Alternatives Considered

Alternative 1: Hard Block on Stale Registry

Approach: Raise exception and refuse to load registry if too old.

Pros: Forces immediate action, prevents silent errors

Cons: Breaking change, blocks development/testing, too aggressive

Rejected: Too disruptive for development workflows

Alternative 2: Automatic Background Updates

Approach: Auto-fetch pricing from OpenAI on staleness detection.

Pros: Fully automated, no manual work

Cons:

  • OpenAI has no pricing API (confirmed in ADR-A14 research)
  • Web scraping unreliable and against ToS
  • Security risk (auto-executing untrusted data)
  • Violates "human-editable" principle

Rejected: Not feasible without official API

Alternative 3: External Service Integration

Approach: Subscribe to third-party pricing update service (e.g., LLMPrices.dev).

Pros: Automated, covers multiple providers

Cons:

  • External dependency risk
  • Subscription cost
  • Data accuracy not guaranteed
  • Privacy concerns (exposing usage patterns)
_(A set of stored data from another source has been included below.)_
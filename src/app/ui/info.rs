use super::super::FilterdeckApp;
use crate::image::{
    describe_aspect_ratio, format_system_time, human_readable_bytes, total_pixel_count,
};
use egui::{Color32, RichText};

impl FilterdeckApp {
    pub(crate) fn ui_status_bar(&self, ui: &mut egui::Ui) {
        let results_count = self.gallery.len();
        ui.horizontal(|ui| {
            ui.label(
                RichText::new(format!("Results: {results_count}"))
                    .small()
                    .color(Color32::from_gray(180)),
            );
            if !self.filter_jobs.is_empty() {
                ui.separator();
                ui.label(
                    RichText::new(format!("Filters running: {}", self.filter_jobs.len()))
                        .small()
                        .color(Color32::from_gray(180)),
                );
            }
            if let Some(msg) = &self.last_status {
                ui.separator();
                ui.label(
                    RichText::new(msg.as_str())
                        .small()
                        .color(Color32::from_gray(200)),
                );
            }
        });
    }

    pub(crate) fn ui_image_info_window(&mut self, ctx: &egui::Context) {
        if !self.info_window_open {
            return;
        }

        egui::Window::new("Image info")
            .open(&mut self.info_window_open)
            .resizable(false)
            .collapsible(false)
            .show(ctx, |ui| {
                if let Some(image) = &self.image {
                    ui.heading("Source");
                    if let Some(meta) = self.image_meta.as_ref() {
                        ui.label(format!("Source: {}", meta.source_label()));
                        ui.label(format!("Name: {}", meta.display_name()));
                        if let Some(path) = meta.path() {
                            ui.label(format!("Path: {}", path.display()));
                        }
                        if let Some(url) = meta.url() {
                            ui.label(format!("URL: {url}"));
                        }
                        if let Some(bytes) = meta.byte_len() {
                            ui.label(format!(
                                "Size: {} ({bytes} bytes)",
                                human_readable_bytes(bytes),
                            ));
                        } else {
                            ui.label("Size: Unknown");
                        }
                        if let Some(modified) = meta.last_modified() {
                            ui.label(format!("Modified: {}", format_system_time(modified)));
                        }
                    } else {
                        ui.label("No captured metadata for this image.");
                    }

                    ui.add_space(6.0);
                    ui.heading("Image");
                    let [w, h] = image.size;
                    ui.label(format!("Dimensions: {w} × {h} px"));
                    if let Some(aspect_text) = describe_aspect_ratio(image.size) {
                        ui.label(format!("Aspect ratio: {aspect_text}"));
                    } else {
                        ui.label("Aspect ratio: n/a");
                    }
                    let total_pixels = total_pixel_count(image.size);
                    ui.label(format!(
                        "Pixels: {total_pixels} ({:.2} MP)",
                        total_pixels as f64 / 1_000_000.0
                    ));
                    let rgba_bytes = total_pixels.saturating_mul(4);
                    ui.label(format!(
                        "RGBA memory estimate: {} ({rgba_bytes} bytes)",
                        human_readable_bytes(rgba_bytes),
                    ));
                } else {
                    ui.label("Load an image to inspect its metadata.");
                }
            });
    }
}
use std::time::Duration;

use tokio::time::Instant;

/// 24-PPQ MIDI clock pulse timing, locked to the same anchor the step
/// cursor uses. `next_due` always recomputes the pulse index from the
/// anchor rather than accumulating `interval` onto the previous pulse, so
/// a late wakeup (scheduler jitter, a slow tick) never compounds drift —
/// the next pulse returned is always the true next multiple of `interval`
/// after `now`.
pub struct ClockGenerator {
    anchor: Option<Instant>,
    bpm: f64,
    pulse: u64,
}

impl ClockGenerator {
    pub fn new(bpm: f64) -> Self {
        Self {
            anchor: None,
            bpm,
            pulse: 0,
        }
    }

    pub fn interval(&self) -> Duration {
        Duration::from_secs_f64(60.0 / (self.bpm * 24.0))
    }

    pub fn is_running(&self) -> bool {
        self.anchor.is_some()
    }

    pub fn start(&mut self, anchor_time: Instant, bpm: f64) {
        self.anchor = Some(anchor_time);
        self.bpm = bpm;
        self.pulse = 0;
    }

    pub fn stop(&mut self) {
        self.anchor = None;
        self.pulse = 0;
    }

    /// Recomputes the target pulse interval; the anchor is untouched, so
    /// the BPM change is picked up on the very next recomputed pulse
    /// without resetting where the clock "counts from".
    pub fn set_bpm(&mut self, bpm: f64) {
        self.bpm = bpm;
    }

    /// Timestamp of the next pulse strictly after `now`, or `None` if the
    /// clock isn't running.
    pub fn next_due(&mut self, now: Instant) -> Option<Instant> {
        let anchor = self.anchor?;
        let interval = self.interval();
        if now < anchor {
            self.pulse = 0;
            return Some(anchor);
        }
        let elapsed = now.duration_since(anchor).as_secs_f64();
        let k = (elapsed / interval.as_secs_f64()).floor() as u64 + 1;
        self.pulse = k;
        Some(anchor + interval.mul_f64(k as f64))
    }

    pub fn pulse_count(&self) -> u64 {
        self.pulse
    }
}
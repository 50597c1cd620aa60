use serde::{Deserialize, Serialize};

use crate::error::{ModelError, Result};

/// Global settings shared across a [`crate::session::Session`].
///
/// Older documents carried deprecated `scale`/`chords` fields on this type;
/// they're dropped from the typed model and fall into `extra` so legacy
/// payloads still round-trip through JSON without a parse error.
#[derive(Debug, Clone, PartialEq, Serialize, Deserialize)]
pub struct Environment {
    pub bpm: f64,
    #[serde(default)]
    pub swing: f64,
    #[serde(default = "default_gate")]
    pub default_gate: f64,
    #[serde(default = "default_loop_steps")]
    pub loop_steps: u16,
    #[serde(flatten)]
    pub extra: serde_json::Map<String, serde_json::Value>,
}

fn default_gate() -> f64 {
    0.5
}

/// The loop is always 256 steps, carried as a field on the wire but never
/// actually varied.
pub const LOOP_STEPS: u16 = 256;

fn default_loop_steps() -> u16 {
    LOOP_STEPS
}

impl Environment {
    pub fn validate(&self) -> Result<()> {
        if !(self.bpm > 0.0) {
            return Err(ModelError::OutOfRange {
                field: "environment.bpm".into(),
                detail: format!("must be > 0, got {}", self.bpm),
            });
        }
        if !(0.0..=1.0).contains(&self.swing) {
            return Err(ModelError::OutOfRange {
                field: "environment.swing".into(),
                detail: format!("must be within 0.0..=1.0, got {}", self.swing),
            });
        }
        if !(0.0..=1.0).contains(&self.default_gate) {
            return Err(ModelError::OutOfRange {
                field: "environment.default_gate".into(),
                detail: format!("must be within 0.0..=1.0, got {}", self.default_gate),
            });
        }
        if self.loop_steps != LOOP_STEPS {
            return Err(ModelError::OutOfRange {
                field: "environment.loop_steps".into(),
                detail: "loop_steps is fixed at 256 and must not be varied".into(),
            });
        }
        Ok(())
    }

    pub fn step_duration_secs(&self) -> f64 {
        60.0 / self.bpm / 4.0
    }
}
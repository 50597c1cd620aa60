//! End-to-end smoke tests for the `patterncored` control plane.
//!
//! Each test wires the same components `main` does (store, router, a
//! loopback-bound OSC sender, MIDI sender, SSE broker, client store, loop
//! engine) onto an ephemeral TCP port and drives it with `reqwest`, the way
//! a real client would.

use std::net::SocketAddr;
use std::sync::Arc;
use std::time::Instant;

use patterncore_engine::LoopEngine;
use patterncore_http::AppState;
use patterncore_router::{MidiSender, OscSender, Router};
use patterncore_sse::SseBroker;
use patterncore_store::{ClientStore, MessageStore};
use serde_json::{json, Value};

/// Binds the full stack to `127.0.0.1:0` and returns its base URL plus the
/// engine task handles, which the caller aborts on teardown (same shutdown
/// sequence as `main`, see `src/main.rs`).
async fn spawn_server() -> (String, patterncore_engine::EngineTasks) {
    let store = Arc::new(MessageStore::default());
    let router = Arc::new(Router::new());
    let midi = Arc::new(MidiSender::new("patterncore-test"));
    let broker = Arc::new(SseBroker::default());
    let clients = Arc::new(ClientStore::new());

    // Port 0: let the OS pick one, same as the TCP listener below. Nothing
    // in these tests asserts on the bytes this socket emits, only on the
    // HTTP control plane, so a loopback bind with no peer reading it is
    // fine.
    let osc = Arc::new(OscSender::new("dirt", "127.0.0.1", 0).expect("bind OSC test socket"));

    let engine = LoopEngine::new(
        Arc::clone(&store),
        Arc::clone(&router),
        Arc::clone(&midi),
        Arc::clone(&broker),
    );
    for track_id in store.active_track_ids() {
        router.register(track_id, osc.clone() as Arc<dyn patterncore_router::Sender>);
    }
    let tasks = engine.spawn();

    let state = AppState {
        engine,
        store,
        clients,
        router,
        midi,
        broker,
        started_at: Instant::now(),
    };
    let app = patterncore_http::router(state);

    let listener = tokio::net::TcpListener::bind("127.0.0.1:0")
        .await
        .expect("bind ephemeral test port");
    let addr: SocketAddr = listener.local_addr().unwrap();
    tokio::spawn(async move {
        axum::serve(listener, app).await.ok();
    });

    (format!("http://{addr}"), tasks)
}

fn minimal_session_body() -> Value {
    json!({
        "environment": { "bpm": 120.0, "swing": 0.0, "default_gate": 0.5, "loop_steps": 256 },
        "tracks": {
            "kick": {
                "meta": { "track_id": "kick", "mute": false, "solo": false },
                "params": {
                    "s": "bd", "n": 0, "gain": 1.0, "pan": 0.5,
                    "speed": 1.0, "begin": 0.0, "end": 1.0
                },
                "sends": [],
            }
        },
        "sequences": {
            "kick": { "track_id": "kick", "events": [
                { "step": 0, "velocity": 1.0, "gate": 0.5, "offset_ms": 0.0 },
                { "step": 4, "velocity": 1.0, "gate": 0.5, "offset_ms": 0.0 }
            ] }
        },
        "timing": "now",
    })
}

// ---------------------------------------------------------------------
// S1: load a minimal session and confirm the server reports it running.
// ---------------------------------------------------------------------

#[tokio::test]
async fn health_reports_ok_before_any_session_loads() {
    let (base, tasks) = spawn_server().await;
    let client = reqwest::Client::new();

    let resp = client.get(format!("{base}/health")).send().await.unwrap();
    assert_eq!(resp.status(), 200);
    let body: Value = resp.json().await.unwrap();
    assert_eq!(body["status"], "ok");

    tasks.step.abort();
    tasks.clock.abort();
    tasks.noteoff.abort();
    tasks.apply.abort();
    tasks.heartbeat.abort();
}

#[tokio::test]
async fn loading_a_session_schedules_it_and_status_reflects_it() {
    let (base, tasks) = spawn_server().await;
    let client = reqwest::Client::new();

    let resp = client
        .post(format!("{base}/playback/session"))
        .json(&minimal_session_body())
        .send()
        .await
        .unwrap();
    assert_eq!(resp.status(), 200);
    let body: Value = resp.json().await.unwrap();
    assert_eq!(body["status"], "scheduled");
    assert_eq!(body["timing"], "now");

    // "now" changes apply on the very next engine tick; give it a moment.
    tokio::time::sleep(std::time::Duration::from_millis(50)).await;

    let resp = client.get(format!("{base}/playback/status")).send().await.unwrap();
    assert_eq!(resp.status(), 200);
    let status: Value = resp.json().await.unwrap();
    assert_eq!(status["active_tracks"], json!(["kick"]));

    let resp = client.get(format!("{base}/tracks")).send().await.unwrap();
    let tracks: Value = resp.json().await.unwrap();
    assert_eq!(tracks.as_array().unwrap().len(), 1);

    tasks.step.abort();
    tasks.clock.abort();
    tasks.noteoff.abort();
    tasks.apply.abort();
    tasks.heartbeat.abort();
}

#[tokio::test]
async fn start_stop_pause_change_playback_state() {
    let (base, tasks) = spawn_server().await;
    let client = reqwest::Client::new();

    client.post(format!("{base}/playback/session")).json(&minimal_session_body()).send().await.unwrap();
    tokio::time::sleep(std::time::Duration::from_millis(50)).await;

    let resp = client.post(format!("{base}/playback/start")).send().await.unwrap();
    assert_eq!(resp.status(), 200);
    let status: Value = client.get(format!("{base}/playback/status")).send().await.unwrap().json().await.unwrap();
    assert_eq!(status["playing"], true);

    client.post(format!("{base}/playback/pause")).send().await.unwrap();
    let status: Value = client.get(format!("{base}/playback/status")).send().await.unwrap().json().await.unwrap();
    assert_eq!(status["playing"], false);

    client.post(format!("{base}/playback/stop")).send().await.unwrap();
    let status: Value = client.get(format!("{base}/playback/status")).send().await.unwrap().json().await.unwrap();
    assert_eq!(status["playing"], false);

    tasks.step.abort();
    tasks.clock.abort();
    tasks.noteoff.abort();
    tasks.apply.abort();
    tasks.heartbeat.abort();
}

// ---------------------------------------------------------------------
// Track mute/solo and the unknown-track 404 path.
// ---------------------------------------------------------------------

#[tokio::test]
async fn mute_and_solo_round_trip_through_track_listing() {
    let (base, tasks) = spawn_server().await;
    let client = reqwest::Client::new();

    client.post(format!("{base}/playback/session")).json(&minimal_session_body()).send().await.unwrap();
    tokio::time::sleep(std::time::Duration::from_millis(50)).await;

    let resp = client
        .post(format!("{base}/tracks/kick/mute"))
        .json(&json!({"muted": true}))
        .send()
        .await
        .unwrap();
    assert_eq!(resp.status(), 200);

    let track: Value = client.get(format!("{base}/tracks/kick")).send().await.unwrap().json().await.unwrap();
    assert_eq!(track["meta"]["mute"], true);

    let resp = client
        .post(format!("{base}/tracks/ghost/solo"))
        .json(&json!({"solo": true}))
        .send()
        .await
        .unwrap();
    assert_eq!(resp.status(), 404);

    tasks.step.abort();
    tasks.clock.abort();
    tasks.noteoff.abort();
    tasks.apply.abort();
    tasks.heartbeat.abort();
}

// ---------------------------------------------------------------------
// Deferred changes: schedule at the next bar boundary, list it, cancel it.
// ---------------------------------------------------------------------

#[tokio::test]
async fn pending_change_can_be_listed_and_cancelled() {
    let (base, tasks) = spawn_server().await;
    let client = reqwest::Client::new();

    client.post(format!("{base}/playback/session")).json(&minimal_session_body()).send().await.unwrap();
    tokio::time::sleep(std::time::Duration::from_millis(50)).await;

    let resp = client
        .patch(format!("{base}/playback/environment"))
        .json(&json!({"bpm": 140.0, "timing": "bar"}))
        .send()
        .await
        .unwrap();
    assert_eq!(resp.status(), 200);
    let body: Value = resp.json().await.unwrap();
    let change_id = body["change_id"].as_str().unwrap().to_string();

    let pending: Value = client
        .get(format!("{base}/playback/changes/pending"))
        .send()
        .await
        .unwrap()
        .json()
        .await
        .unwrap();
    assert!(pending.as_array().unwrap().iter().any(|c| c["id"] == change_id));

    let resp = client
        .delete(format!("{base}/playback/changes/{change_id}"))
        .send()
        .await
        .unwrap();
    assert_eq!(resp.status(), 200);

    let resp = client
        .delete(format!("{base}/playback/changes/{change_id}"))
        .send()
        .await
        .unwrap();
    assert_eq!(resp.status(), 404);

    tasks.step.abort();
    tasks.clock.abort();
    tasks.noteoff.abort();
    tasks.apply.abort();
    tasks.heartbeat.abort();
}

// ---------------------------------------------------------------------
// Client metadata CRUD.
// ---------------------------------------------------------------------

#[tokio::test]
async fn client_metadata_upsert_then_delete() {
    let (base, tasks) = spawn_server().await;
    let client = reqwest::Client::new();

    let resp = client
        .post(format!("{base}/session/clients/editor-1/metadata"))
        .json(&json!({"cursor": {"track_id": "kick", "step": 3}}))
        .send()
        .await
        .unwrap();
    assert_eq!(resp.status(), 200);

    let meta: Value = client
        .get(format!("{base}/session/clients/editor-1"))
        .send()
        .await
        .unwrap()
        .json()
        .await
        .unwrap();
    assert_eq!(meta["cursor"]["track_id"], "kick");

    let all: Value = client.get(format!("{base}/session/clients")).send().await.unwrap().json().await.unwrap();
    assert!(all.as_object().unwrap().contains_key("editor-1"));

    client.delete(format!("{base}/session/clients/editor-1")).send().await.unwrap();
    let resp = client.get(format!("{base}/session/clients/editor-1")).send().await.unwrap();
    assert_eq!(resp.status(), 404);

    tasks.step.abort();
    tasks.clock.abort();
    tasks.noteoff.abort();
    tasks.apply.abort();
    tasks.heartbeat.abort();
}

// ---------------------------------------------------------------------
// MIDI ports: enumerable headlessly, without real hardware attached.
// ---------------------------------------------------------------------

#[tokio::test]
async fn midi_ports_endpoint_succeeds_without_hardware() {
    let (base, tasks) = spawn_server().await;
    let client = reqwest::Client::new();

    let resp = client.get(format!("{base}/midi/ports")).send().await.unwrap();
    assert_eq!(resp.status(), 200);
    let ports: Value = resp.json().await.unwrap();
    assert!(ports.is_array());

    let resp = client
        .post(format!("{base}/midi/port"))
        .json(&json!({"port_name": "does-not-exist"}))
        .send()
        .await
        .unwrap();
    assert_eq!(resp.status(), 404);

    let resp = client.post(format!("{base}/midi/panic")).send().await.unwrap();
    assert_eq!(resp.status(), 200);

    tasks.step.abort();
    tasks.clock.abort();
    tasks.noteoff.abort();
    tasks.apply.abort();
    tasks.heartbeat.abort();
}

// ---------------------------------------------------------------------
// Rejecting an invalid session: dangling mixer send.
// ---------------------------------------------------------------------

// ---------------------------------------------------------------------
// SSE: a fresh subscriber sees `connected` first, before any mutation.
// ---------------------------------------------------------------------

#[tokio::test]
async fn stream_emits_connected_event_first() {
    let (base, tasks) = spawn_server().await;
    let client = reqwest::Client::new();

    let mut resp = client.get(format!("{base}/stream")).send().await.unwrap();
    assert_eq!(resp.status(), 200);

    let mut buf = String::new();
    while !buf.contains("\n\n") {
        let chunk = resp.chunk().await.unwrap().expect("stream closed before first event");
        buf.push_str(std::str::from_utf8(&chunk).unwrap());
    }
    assert!(buf.contains("event: connected"), "first SSE frame was not `connected`: {buf:?}");

    tasks.step.abort();
    tasks.clock.abort();
    tasks.noteoff.abort();
    tasks.apply.abort();
    tasks.heartbeat.abort();
}

#[tokio::test]
async fn invalid_session_is_rejected_with_422() {
    let (base, tasks) = spawn_server().await;
    let client = reqwest::Client::new();

    let mut body = minimal_session_body();
    body["tracks"]["kick"]["sends"] = json!([{"mixer_line_id": "missing", "gain": 1.0, "pan": 0.5}]);

    let resp = client.post(format!("{base}/playback/session")).json(&body).send().await.unwrap();
    assert_eq!(resp.status(), 422);

    tasks.step.abort();
    tasks.clock.abort();
    tasks.noteoff.abort();
    tasks.apply.abort();
    tasks.heartbeat.abort();
}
Deferred: Consider for ADR-A14.2 if services mature


Open Questions

  1. Threshold Tuning: Is 90 days the right default? Should it vary by provider?
  2. Pricing Change API: Should we monitor OpenAI announcements for pricing changes?
  3. Historical Pricing: Should we maintain a pricing history for cost analysis?
  4. Multi-Provider: How do thresholds work when different providers update at different rates?
  5. User Notifications: Should we support email/Slack notifications beyond logging?

References


As-Built Notes

This section will be populated during implementation. Never edit the original Context/Decision/Consequences sections - always append addenda here.